Assessing the Reliability of Commercially Available Point of Care in Various Clinical Fields
Federica Pezzuto1, Antonio Scarano2, Carlotta Marini3, Giacomo Rossi3, Roberta Stocchi3, Alfredo Di Cerbo4, Alessandro Di Cerbo3, *
Identifiers and Pagination:Year: 2019
First Page: 342
Last Page: 368
Publisher ID: TOPHJ-12-342
Article History:Received Date: 06/06/2019
Revision Received Date: 24/07/2019
Acceptance Date: 04/08/2019
Electronic publication date: 30/08/2019
Collection year: 2019
open-access license: This is an open access article distributed under the terms of the Creative Commons Attribution 4.0 International Public License (CC-BY 4.0), a copy of which is available at: (https://creativecommons.org/licenses/by/4.0/legalcode). This license permits unrestricted use, distribution, and reproduction in any medium, provided the original author and source are credited.
Updated and precise molecular diagnostics are essential in disease identification, treatment and management. Conventional technologies are limited to laboratories, which are expensive, require moderate to great volumes of biological fluids and generally create great discomfort among patients. This review discusses some key features of commercially available point of care (POC) devices, such as time to provide results, accuracy and imprecision, in several medical and veterinary fields. We searched Pubmed/Medline using the keywords “point” “of” “care” “device”, selected papers from 1984 to 2019 on the basis of their content and summarized the features in tables.

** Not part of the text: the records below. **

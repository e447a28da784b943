use std::cmp::Reverse;
use std::collections::HashSet;

use serde::{Deserialize, Serialize};

/// Whole terms that carry no screening value on their own.
pub const DEFAULT_STOP_WORDS: &[&str] = &[
    "a", "an", "and", "are", "as", "at", "be", "by", "for", "from", "in", "is", "of", "on", "or",
    "our", "the", "to", "we", "will", "with", "you", "your", "ability", "experience", "job",
    "role", "skills", "strong", "team", "work", "years",
];

/// Priority tier. Ordered so that `High` compares greatest.
#[derive(Debug, Clone, Copy, PartialEq, Eq, PartialOrd, Ord, Hash, Serialize)]
#[serde(rename_all = "snake_case")]
pub enum Tier {
    Other,
    Medium,
    High,
}

#[derive(Debug, Clone, PartialEq, Eq, Serialize, Deserialize)]
#[serde(default)]
pub struct RankerConfig {
    /// Frequency at or above which a term is `High`.
    pub high_threshold: usize,
    /// Frequency at or above which a term is `Medium`.
    pub medium_threshold: usize,
    /// Extra stop words on top of [`DEFAULT_STOP_WORDS`].
    pub stop_words: Vec<String>,
}

impl Default for RankerConfig {
    fn default() -> Self {
        Self {
            high_threshold: 3,
            medium_threshold: 2,
            stop_words: Vec::new(),
        }
    }
}

#[derive(Debug, Clone, PartialEq, Eq, Serialize)]
pub struct KeywordEntry {
    /// Case and whitespace folded term; the identity of the entry.
    pub term: String,
    /// First spelling seen in the candidate list.
    pub display: String,
    pub frequency: usize,
    pub tier: Tier,
}

#[derive(Debug, Clone, PartialEq, Eq, Default, Serialize)]
pub struct RankedKeywords {
    entries: Vec<KeywordEntry>,
}

impl RankedKeywords {
    /// All entries, highest tier first, candidate order within a tier.
    pub fn entries(&self) -> &[KeywordEntry] {
        &self.entries
    }

    pub fn in_tier(&self, tier: Tier) -> impl Iterator<Item = &KeywordEntry> {
        self.entries.iter().filter(move |entry| entry.tier == tier)
    }

    pub fn get(&self, term: &str) -> Option<&KeywordEntry> {
        let key = normalize_term(term);
        self.entries.iter().find(|entry| entry.term == key)
    }

    pub fn len(&self) -> usize {
        self.entries.len()
    }

    pub fn is_empty(&self) -> bool {
        self.entries.is_empty()
    }
}

#[derive(Debug, Clone)]
pub struct KeywordRanker {
    config: RankerConfig,
    stop_words: HashSet<String>,
}

impl KeywordRanker {
    pub fn new(config: RankerConfig) -> Self {
        let stop_words = DEFAULT_STOP_WORDS
            .iter()
            .map(|word| word.to_string())
            .chain(config.stop_words.iter().map(|word| normalize_term(word)))
            .collect();
        Self { config, stop_words }
    }

    /// Count each candidate term in `text` and bucket it into a tier.
    ///
    /// Candidates that fold to the same term are merged into the first one.
    pub fn rank<S: AsRef<str>>(&self, text: &str, candidates: &[S]) -> RankedKeywords {
        let haystack = normalize_term(text);
        let mut seen = HashSet::new();
        let mut entries = Vec::new();

        for candidate in candidates {
            let display = candidate.as_ref().trim();
            let term = normalize_term(display);
            if term.is_empty() || self.stop_words.contains(&term) || !seen.insert(term.clone()) {
                continue;
            }
            let frequency = count_occurrences(&haystack, &term);
            entries.push(KeywordEntry {
                display: display.to_string(),
                tier: self.tier_for(frequency),
                frequency,
                term,
            });
        }

        // Stable: equal tiers keep candidate order.
        entries.sort_by_key(|entry| Reverse(entry.tier));
        RankedKeywords { entries }
    }

    pub fn tier_for(&self, frequency: usize) -> Tier {
        if frequency >= self.config.high_threshold {
            Tier::High
        } else if frequency >= self.config.medium_threshold {
            Tier::Medium
        } else {
            Tier::Other
        }
    }
}

impl Default for KeywordRanker {
    fn default() -> Self {
        Self::new(RankerConfig::default())
    }
}

/// Lower-case and collapse runs of whitespace to a single space.
pub fn normalize_term(raw: &str) -> String {
    raw.split_whitespace()
        .map(str::to_lowercase)
        .collect::<Vec<_>>()
        .join(" ")
}

/// Non-overlapping phrase matches that are not glued to a surrounding word.
fn count_occurrences(haystack: &str, needle: &str) -> usize {
    haystack
        .match_indices(needle)
        .filter(|(start, matched)| {
            let before = haystack[..*start].chars().next_back();
            let after = haystack[start + matched.len()..].chars().next();
            !before.is_some_and(char::is_alphanumeric) && !after.is_some_and(char::is_alphanumeric)
        })
        .count()
}
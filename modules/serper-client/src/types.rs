use serde::{Deserialize, Serialize};

#[derive(Debug, Serialize)]
pub struct SearchInput {
    pub q: String,
    pub num: u32,
}

#[derive(Debug, Clone, Deserialize)]
pub struct NewsResponse {
    #[serde(default)]
    pub news: Vec<NewsItem>,
}

#[derive(Debug, Clone, Deserialize)]
pub struct NewsItem {
    pub title: String,
    pub link: String,
    #[serde(default)]
    pub snippet: String,
    #[serde(default)]
    pub date: String,
    #[serde(default)]
    pub source: String,
}

#[derive(Debug, Clone, Deserialize)]
pub struct SearchResponse {
    #[serde(default)]
    pub organic: Vec<OrganicResult>,
}

#[derive(Debug, Clone, Deserialize)]
pub struct OrganicResult {
    pub title: String,
    pub link: String,
    #[serde(default)]
    pub snippet: String,
}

Fast turnaround time and overall good reliability, in terms of accuracy and imprecision, were observed for most of POCs included in the research.
POC devices are particularly useful for clinicians since they hold the potential to deliver rapid and accurate results in an inexpensive and less invasive way with an overall improvement of patients' quality of life in terms of time spent at the point-of-care and sample volume withdrawn. These features gain great relevance also in the veterinary practice, where patients’ compliance is generally poor, available sample volumes are quite far from the human ones and analysis costs are higher.